A candidate’s job skills are usually the first thing an employer will look at, which means every prospective employee—just starting out or experienced—should prepare a clear and concise résumé that highlights his or her education, experience and knowledge. Include on your résumé what operator treatment, distribution and wastewater certifications you hold. List your basic job skills; i.e., operate pumping and treatment equipment, read meters and gauges, have knowledge of state and federal drinking water regulations, or understand computerized supervisory control and data acquisition (SCADA) systems. While résumés aren’t for providing every detail of one’s job experience—most details can be saved for the application and interview—they should include enough basic information to ensure the applicant’s background and skills elicit serious attention from the utility’s, facility’s or dealer’s human resources or management staff.

Do your homework
The qualifications or experience one water treatment plant manager might consider absolutely necessary for hiring purposes may not exactly match another plant’s requisites. Also, because requirements can vary from state to state, it’s a good idea to do some homework before filing an application. If possible, find out from the facilities operator of the plant or system in which you’re interested what credentials—such as specific work experience or certifications—are required as opposed to “nice but optional.”

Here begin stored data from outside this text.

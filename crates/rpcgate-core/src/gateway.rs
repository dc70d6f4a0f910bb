use std::sync::Arc;

use tracing::{debug, info, instrument};

use crate::errors::GatewayError;
use crate::invocation::{InvocationRequest, InvocationResponse};
use crate::registry::EndpointRegistry;
use crate::validator::TokenValidator;

/// Authenticates a call, finds its target and dispatches to it.
#[derive(Clone)]
pub struct Gateway {
    validator: Arc<dyn TokenValidator>,
    registry: Arc<EndpointRegistry>,
}

impl Gateway {
    pub fn new(validator: Arc<dyn TokenValidator>, registry: Arc<EndpointRegistry>) -> Self {
        Self {
            validator,
            registry,
        }
    }

    pub fn registry(&self) -> &Arc<EndpointRegistry> {
        &self.registry
    }

    #[instrument(
        skip(self, request),
        fields(request_id = %request.id, target = %request.target, method = %request.method)
    )]
    pub async fn invoke(
        &self,
        request: InvocationRequest,
    ) -> Result<InvocationResponse, GatewayError> {
        let principal = self.validator.validate(&request.bearer).await.map_err(|e| {
            info!(reason = e.reason(), "Rejected invocation");
            GatewayError::Unauthorized(e)
        })?;

        let Some(target) = self.registry.resolve(&request.target) else {
            debug!(subject = %principal.subject, "No target deployed");
            return Err(GatewayError::NotFound {
                target: request.target,
            });
        };

        debug!(subject = %principal.subject, "Dispatching invocation");
        let result = target
            .call(&request.method, request.args)
            .await
            .map_err(|e| GatewayError::from_invocation(&request.target, e))?;

        Ok(InvocationResponse {
            request_id: request.id,
            result,
        })
    }
}
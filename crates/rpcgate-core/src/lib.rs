pub mod auth;
pub mod deploy;
pub mod endpoint;
pub mod errors;
pub mod gateway;
pub mod invocation;
pub mod registry;
pub mod time;
pub mod validator;

pub use auth::{AuthError, IntrospectionResponse, Permission, Principal, Role};
pub use deploy::{ArchiveCatalog, Deployer, DeploymentInfo, STATELESS_ARCHIVE, StatelessTarget};
pub use endpoint::{EndpointInfo, EndpointStatus, RemoteTarget};
pub use errors::{DeployError, GatewayError, InvocationError, NO_TARGET_RETURN_CODE};
pub use gateway::Gateway;
pub use invocation::{InvocationRequest, InvocationResponse};
pub use registry::EndpointRegistry;
pub use validator::{CachingValidator, Introspector, TokenValidator, ValidatorSettings};
//! Request handling for the development authority, kept free of HTTP types.
//!
//! Grant rules:
//! - `password`: client credentials must match and the user must exist with
//!   the given password.
//! - `client_credentials`: client credentials must match and no `username`
//!   may be sent.
//!
//! Anything else is rejected as a bad request.

use jsonwebtoken::{Algorithm, DecodingKey, EncodingKey, Header, Validation, decode, encode};
use rpcgate_core::IntrospectionResponse;
use serde::{Deserialize, Serialize};

use crate::config::AuthorityConfig;

#[derive(Debug, Clone, Default, Deserialize)]
pub struct TokenForm {
    pub grant_type: Option<String>,
    pub client_id: Option<String>,
    pub client_secret: Option<String>,
    pub username: Option<String>,
    pub password: Option<String>,
}

#[derive(Debug, Clone, Default, Deserialize)]
pub struct IntrospectForm {
    pub token: Option<String>,
    pub client_id: Option<String>,
    pub client_secret: Option<String>,
}

#[derive(Debug, Clone, PartialEq, Eq, Serialize, Deserialize)]
pub struct TokenResponse {
    pub access_token: String,
    pub token_type: String,
    pub expires_in: u64,
}

#[derive(Debug, Clone, PartialEq, Eq, Serialize, Deserialize)]
pub struct TokenClaims {
    pub sub: String,
    pub iss: String,
    pub preferred_username: String,
    #[serde(default)]
    pub groups: Vec<String>,
    pub exp: u64,
}

#[derive(Debug, Clone, PartialEq, Eq, thiserror::Error)]
pub enum TokenRejection {
    #[error("bad request: {0}")]
    BadRequest(&'static str),

    #[error("signing failed: {0}")]
    Signing(String),
}

fn client_matches(config: &AuthorityConfig, id: Option<&str>, secret: Option<&str>) -> bool {
    id == Some(config.client_id.as_str()) && secret == Some(config.client_secret.as_str())
}

/// Handles a token endpoint request. `now` is in seconds since the epoch.
pub fn issue_token(
    config: &AuthorityConfig,
    form: &TokenForm,
    now: u64,
) -> Result<TokenResponse, TokenRejection> {
    if !client_matches(config, form.client_id.as_deref(), form.client_secret.as_deref()) {
        return Err(TokenRejection::BadRequest("invalid client credentials"));
    }

    let (subject, username, groups) = match form.grant_type.as_deref() {
        Some("password") => {
            let username = form
                .username
                .as_deref()
                .ok_or(TokenRejection::BadRequest("username required"))?;
            let user = config
                .user(username)
                .filter(|u| Some(u.password.as_str()) == form.password.as_deref())
                .ok_or(TokenRejection::BadRequest("invalid resource owner credentials"))?;
            (user.username.clone(), user.username.clone(), user.groups.clone())
        }
        Some("client_credentials") => {
            if form.username.is_some() {
                return Err(TokenRejection::BadRequest(
                    "username not allowed for client_credentials",
                ));
            }
            (config.client_id.clone(), config.client_id.clone(), Vec::new())
        }
        _ => return Err(TokenRejection::BadRequest("unsupported grant_type")),
    };

    let claims = TokenClaims {
        sub: subject,
        iss: config.issuer.clone(),
        preferred_username: username,
        groups,
        exp: now.saturating_add(config.token_ttl_secs),
    };

    let access_token = encode(
        &Header::default(),
        &claims,
        &EncodingKey::from_secret(config.signing_key.as_bytes()),
    )
    .map_err(|e| TokenRejection::Signing(e.to_string()))?;

    Ok(TokenResponse {
        access_token,
        token_type: "Bearer".to_string(),
        expires_in: config.token_ttl_secs,
    })
}

/// Handles an introspection request. `now` is in seconds since the epoch.
pub fn introspect(
    config: &AuthorityConfig,
    form: &IntrospectForm,
    now: u64,
) -> Result<IntrospectionResponse, TokenRejection> {
    if !client_matches(config, form.client_id.as_deref(), form.client_secret.as_deref()) {
        return Err(TokenRejection::BadRequest("invalid client credentials"));
    }
    let token = form
        .token
        .as_deref()
        .ok_or(TokenRejection::BadRequest("token required"))?;

    let mut validation = Validation::new(Algorithm::HS256);
    validation.validate_exp = false;
    validation.set_issuer(&[config.issuer.as_str()]);

    let claims = match decode::<TokenClaims>(
        token,
        &DecodingKey::from_secret(config.signing_key.as_bytes()),
        &validation,
    ) {
        Ok(data) => data.claims,
        Err(_) => return Ok(IntrospectionResponse::inactive()),
    };

    if claims.exp <= now {
        return Ok(IntrospectionResponse::inactive());
    }

    Ok(IntrospectionResponse {
        active: true,
        sub: Some(claims.sub),
        preferred_username: Some(claims.preferred_username),
        groups: claims.groups,
        exp: Some(claims.exp),
    })
}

James West, director of operations for the Portland (Maine) Water District, said he’s careful to check whether an applicant for an operator position has a background in preventive maintenance, preferably in water or wastewater. “There is a dearth of trained plant operators in this region, and we feel we can train a person with a maintenance background to be an effective operator,” he said, noting that someone’s instrumentation background and top-notch computer skills would be plusses.

The Las Vegas Valley Water District (LVVWD) looks for candidates who have a variety of experience, can score high on a job-knowledge written exam, and interview well. The utility also seeks candidates who can handle the physical and mental demands of the job such as being able to lift heavy objects and analyze and solve problems. The district requires a job candidate possess the proper state certifications and a driver’s license.

Other utilities, such as the Stockton (Calif.) East Water District (SEWD), simply make sure an applicant is state certified as a treatment operator. Multiple certifications can be a bonus, but aren’t required for initial employment. While all utilities prefer a candidate with experience, sometimes they’ll hire someone with little or none. Richard Bermudez, SEWD’s treatment plant supervisor, said his utility has difficulty finding qualified individuals to fill vacancies. “Some experience is nice, but we will take the time to train individuals if we need to,” he said.

The interview
Once an applicant has been determined to be potentially employable based on his or her résumé, he or she is normally invited to the place of employment for a personal interview and, in some cases, to take a written skills test. This is the time for both the candidate and the employer to learn more about each other. Be honest about your credentials and schooling; because of heightened security concerns due to potential terrorism threats, background checks of potential employees are becoming routine.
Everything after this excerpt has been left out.